## [TASK DESCRIPTION]
For the material below, return exactly the lines starting at the one holding "let args = dict" and ending at the one holding "let info_hash = ||", counting both as part of the range.

## [DATASET RECORDS]
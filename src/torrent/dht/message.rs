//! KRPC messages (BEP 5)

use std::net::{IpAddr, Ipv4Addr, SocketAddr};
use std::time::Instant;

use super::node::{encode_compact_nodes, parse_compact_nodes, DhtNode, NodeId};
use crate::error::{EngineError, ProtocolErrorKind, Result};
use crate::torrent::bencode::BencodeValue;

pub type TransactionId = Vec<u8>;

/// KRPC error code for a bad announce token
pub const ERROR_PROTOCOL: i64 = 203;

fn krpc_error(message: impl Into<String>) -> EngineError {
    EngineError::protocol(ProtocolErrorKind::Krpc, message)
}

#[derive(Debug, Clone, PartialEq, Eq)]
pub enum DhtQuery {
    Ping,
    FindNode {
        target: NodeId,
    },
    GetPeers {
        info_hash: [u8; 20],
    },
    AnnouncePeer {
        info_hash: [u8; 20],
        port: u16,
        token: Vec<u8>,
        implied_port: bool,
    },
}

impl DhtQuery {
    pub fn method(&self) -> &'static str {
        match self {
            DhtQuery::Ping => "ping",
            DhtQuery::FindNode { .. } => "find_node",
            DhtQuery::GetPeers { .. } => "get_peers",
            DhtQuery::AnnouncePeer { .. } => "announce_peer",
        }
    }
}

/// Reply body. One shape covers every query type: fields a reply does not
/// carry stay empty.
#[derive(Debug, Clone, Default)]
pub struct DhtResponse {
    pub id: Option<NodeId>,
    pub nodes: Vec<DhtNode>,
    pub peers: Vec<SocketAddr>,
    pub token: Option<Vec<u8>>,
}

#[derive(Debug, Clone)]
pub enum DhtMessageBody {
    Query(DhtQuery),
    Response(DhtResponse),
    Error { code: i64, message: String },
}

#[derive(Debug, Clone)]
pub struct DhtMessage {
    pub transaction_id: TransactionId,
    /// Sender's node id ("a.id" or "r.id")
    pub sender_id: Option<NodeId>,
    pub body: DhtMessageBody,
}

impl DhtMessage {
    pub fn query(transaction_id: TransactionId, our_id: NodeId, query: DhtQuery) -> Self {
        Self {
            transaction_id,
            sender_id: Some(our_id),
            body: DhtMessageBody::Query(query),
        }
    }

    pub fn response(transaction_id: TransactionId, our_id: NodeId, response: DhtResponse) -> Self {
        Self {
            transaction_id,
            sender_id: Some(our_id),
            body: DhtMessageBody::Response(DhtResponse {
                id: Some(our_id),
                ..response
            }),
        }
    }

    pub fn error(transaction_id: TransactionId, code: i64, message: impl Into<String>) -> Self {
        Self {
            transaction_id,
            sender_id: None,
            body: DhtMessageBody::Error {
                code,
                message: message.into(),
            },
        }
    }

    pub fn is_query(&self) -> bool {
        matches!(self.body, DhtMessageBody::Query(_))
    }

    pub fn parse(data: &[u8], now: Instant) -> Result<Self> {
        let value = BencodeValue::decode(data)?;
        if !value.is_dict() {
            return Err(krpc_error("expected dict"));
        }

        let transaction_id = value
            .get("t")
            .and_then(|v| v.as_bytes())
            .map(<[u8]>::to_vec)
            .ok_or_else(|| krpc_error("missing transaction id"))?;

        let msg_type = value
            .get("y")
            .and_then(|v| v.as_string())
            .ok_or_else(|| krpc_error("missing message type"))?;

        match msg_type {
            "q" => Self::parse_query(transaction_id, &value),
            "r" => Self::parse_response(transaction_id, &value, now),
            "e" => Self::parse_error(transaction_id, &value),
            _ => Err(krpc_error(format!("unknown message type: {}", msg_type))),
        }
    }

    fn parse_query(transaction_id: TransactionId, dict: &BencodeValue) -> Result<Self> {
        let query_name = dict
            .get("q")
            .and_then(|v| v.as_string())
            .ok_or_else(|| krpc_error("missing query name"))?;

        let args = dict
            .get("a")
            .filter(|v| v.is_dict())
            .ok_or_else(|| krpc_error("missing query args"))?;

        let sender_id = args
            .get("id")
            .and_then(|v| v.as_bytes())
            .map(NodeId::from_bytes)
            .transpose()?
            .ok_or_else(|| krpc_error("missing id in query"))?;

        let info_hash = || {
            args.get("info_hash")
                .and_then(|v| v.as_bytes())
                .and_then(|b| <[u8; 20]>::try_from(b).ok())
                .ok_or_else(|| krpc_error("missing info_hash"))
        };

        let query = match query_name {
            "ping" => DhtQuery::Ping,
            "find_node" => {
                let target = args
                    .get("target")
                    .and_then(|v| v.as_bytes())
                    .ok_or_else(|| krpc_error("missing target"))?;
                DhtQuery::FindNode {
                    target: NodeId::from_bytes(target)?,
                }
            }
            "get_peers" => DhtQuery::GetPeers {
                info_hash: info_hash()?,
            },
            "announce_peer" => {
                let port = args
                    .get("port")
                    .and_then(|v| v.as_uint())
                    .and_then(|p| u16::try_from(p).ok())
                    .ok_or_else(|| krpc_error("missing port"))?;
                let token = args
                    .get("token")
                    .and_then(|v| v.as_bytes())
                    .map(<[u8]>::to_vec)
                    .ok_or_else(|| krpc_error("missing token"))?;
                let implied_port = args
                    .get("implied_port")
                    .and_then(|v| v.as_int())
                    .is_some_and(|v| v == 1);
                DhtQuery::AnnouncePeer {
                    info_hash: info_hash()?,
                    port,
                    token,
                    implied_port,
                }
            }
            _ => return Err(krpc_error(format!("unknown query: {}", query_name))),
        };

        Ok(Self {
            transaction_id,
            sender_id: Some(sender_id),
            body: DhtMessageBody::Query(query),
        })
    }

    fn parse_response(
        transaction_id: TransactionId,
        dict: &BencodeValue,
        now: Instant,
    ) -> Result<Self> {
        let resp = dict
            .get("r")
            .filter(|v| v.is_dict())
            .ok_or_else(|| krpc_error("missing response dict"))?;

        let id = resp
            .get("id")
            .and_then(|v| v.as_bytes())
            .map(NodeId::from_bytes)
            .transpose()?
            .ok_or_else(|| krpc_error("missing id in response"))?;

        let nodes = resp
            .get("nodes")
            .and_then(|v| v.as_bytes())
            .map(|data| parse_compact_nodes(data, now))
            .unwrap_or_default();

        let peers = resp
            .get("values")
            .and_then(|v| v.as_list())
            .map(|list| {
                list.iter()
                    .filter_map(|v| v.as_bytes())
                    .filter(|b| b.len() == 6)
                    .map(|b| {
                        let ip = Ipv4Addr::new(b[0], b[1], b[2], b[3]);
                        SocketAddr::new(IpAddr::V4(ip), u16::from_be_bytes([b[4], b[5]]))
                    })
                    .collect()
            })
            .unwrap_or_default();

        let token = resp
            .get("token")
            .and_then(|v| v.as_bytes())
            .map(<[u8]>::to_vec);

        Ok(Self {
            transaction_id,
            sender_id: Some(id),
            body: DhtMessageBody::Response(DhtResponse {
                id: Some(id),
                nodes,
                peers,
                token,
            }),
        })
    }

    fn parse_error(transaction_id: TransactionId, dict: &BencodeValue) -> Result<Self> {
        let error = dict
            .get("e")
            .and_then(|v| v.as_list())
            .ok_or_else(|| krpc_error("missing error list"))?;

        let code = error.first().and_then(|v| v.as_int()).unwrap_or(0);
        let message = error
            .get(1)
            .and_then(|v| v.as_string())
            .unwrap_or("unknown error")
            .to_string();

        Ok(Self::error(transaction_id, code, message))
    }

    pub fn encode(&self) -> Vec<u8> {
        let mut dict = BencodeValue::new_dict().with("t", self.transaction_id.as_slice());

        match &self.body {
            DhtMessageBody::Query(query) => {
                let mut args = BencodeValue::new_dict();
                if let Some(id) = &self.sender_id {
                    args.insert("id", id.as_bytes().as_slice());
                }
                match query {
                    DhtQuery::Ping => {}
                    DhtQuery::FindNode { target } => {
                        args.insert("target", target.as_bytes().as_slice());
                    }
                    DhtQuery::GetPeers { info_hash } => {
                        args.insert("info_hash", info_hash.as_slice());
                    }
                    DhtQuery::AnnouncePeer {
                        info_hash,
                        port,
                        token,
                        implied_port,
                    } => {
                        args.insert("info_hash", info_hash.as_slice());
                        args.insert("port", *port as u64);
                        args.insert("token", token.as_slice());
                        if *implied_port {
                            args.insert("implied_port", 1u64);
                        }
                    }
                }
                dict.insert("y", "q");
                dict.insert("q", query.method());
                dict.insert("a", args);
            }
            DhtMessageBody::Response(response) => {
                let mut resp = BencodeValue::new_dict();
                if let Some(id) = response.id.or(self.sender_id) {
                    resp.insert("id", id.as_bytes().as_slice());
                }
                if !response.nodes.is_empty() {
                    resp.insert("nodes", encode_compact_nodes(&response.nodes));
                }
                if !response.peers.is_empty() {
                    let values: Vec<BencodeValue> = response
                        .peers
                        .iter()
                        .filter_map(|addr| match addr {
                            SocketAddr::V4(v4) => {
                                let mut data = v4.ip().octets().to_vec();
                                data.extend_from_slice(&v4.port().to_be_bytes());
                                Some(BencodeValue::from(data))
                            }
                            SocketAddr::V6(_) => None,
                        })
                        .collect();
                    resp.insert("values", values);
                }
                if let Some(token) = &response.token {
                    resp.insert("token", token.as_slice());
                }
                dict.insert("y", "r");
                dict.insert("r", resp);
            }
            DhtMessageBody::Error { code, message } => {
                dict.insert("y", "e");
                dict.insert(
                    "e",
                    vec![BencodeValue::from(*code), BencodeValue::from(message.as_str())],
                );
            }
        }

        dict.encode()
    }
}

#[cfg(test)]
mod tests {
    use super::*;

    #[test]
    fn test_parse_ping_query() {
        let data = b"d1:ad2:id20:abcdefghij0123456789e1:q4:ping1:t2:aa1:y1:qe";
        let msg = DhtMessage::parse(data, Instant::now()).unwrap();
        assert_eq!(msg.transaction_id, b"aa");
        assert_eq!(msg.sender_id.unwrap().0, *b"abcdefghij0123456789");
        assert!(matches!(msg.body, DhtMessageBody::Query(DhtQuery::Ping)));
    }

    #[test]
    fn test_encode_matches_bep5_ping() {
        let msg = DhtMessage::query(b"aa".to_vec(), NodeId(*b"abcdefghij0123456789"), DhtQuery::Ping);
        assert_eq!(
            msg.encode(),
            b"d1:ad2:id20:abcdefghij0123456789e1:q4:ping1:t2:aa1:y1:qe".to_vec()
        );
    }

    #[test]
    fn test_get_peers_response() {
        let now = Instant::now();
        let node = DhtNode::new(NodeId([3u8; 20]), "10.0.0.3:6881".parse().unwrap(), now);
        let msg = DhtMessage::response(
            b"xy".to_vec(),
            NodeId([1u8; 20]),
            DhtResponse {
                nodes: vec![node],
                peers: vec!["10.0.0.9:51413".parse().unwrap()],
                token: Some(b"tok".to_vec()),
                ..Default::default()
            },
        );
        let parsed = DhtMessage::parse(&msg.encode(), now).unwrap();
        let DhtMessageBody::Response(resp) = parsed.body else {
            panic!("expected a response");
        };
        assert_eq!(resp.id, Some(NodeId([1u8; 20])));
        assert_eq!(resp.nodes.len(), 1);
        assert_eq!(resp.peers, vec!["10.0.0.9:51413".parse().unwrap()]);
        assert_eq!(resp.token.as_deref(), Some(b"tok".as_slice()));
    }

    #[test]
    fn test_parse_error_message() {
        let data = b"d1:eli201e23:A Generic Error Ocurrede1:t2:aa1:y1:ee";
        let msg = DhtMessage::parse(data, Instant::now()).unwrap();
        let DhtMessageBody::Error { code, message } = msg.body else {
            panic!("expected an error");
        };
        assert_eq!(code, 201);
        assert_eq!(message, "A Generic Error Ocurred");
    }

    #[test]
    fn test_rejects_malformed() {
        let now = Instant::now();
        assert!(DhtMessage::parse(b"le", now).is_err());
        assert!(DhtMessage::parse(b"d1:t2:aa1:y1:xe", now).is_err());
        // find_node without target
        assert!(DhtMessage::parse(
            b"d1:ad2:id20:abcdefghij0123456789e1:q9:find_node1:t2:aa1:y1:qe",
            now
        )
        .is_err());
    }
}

## [EXERCISE RESULT]
        let args = dict
            .get("a")
            .filter(|v| v.is_dict())
            .ok_or_else(|| krpc_error("missing query args"))?;

        let sender_id = args
            .get("id")
            .and_then(|v| v.as_bytes())
            .map(NodeId::from_bytes)
            .transpose()?
            .ok_or_else(|| krpc_error("missing id in query"))?;

        let info_hash = || {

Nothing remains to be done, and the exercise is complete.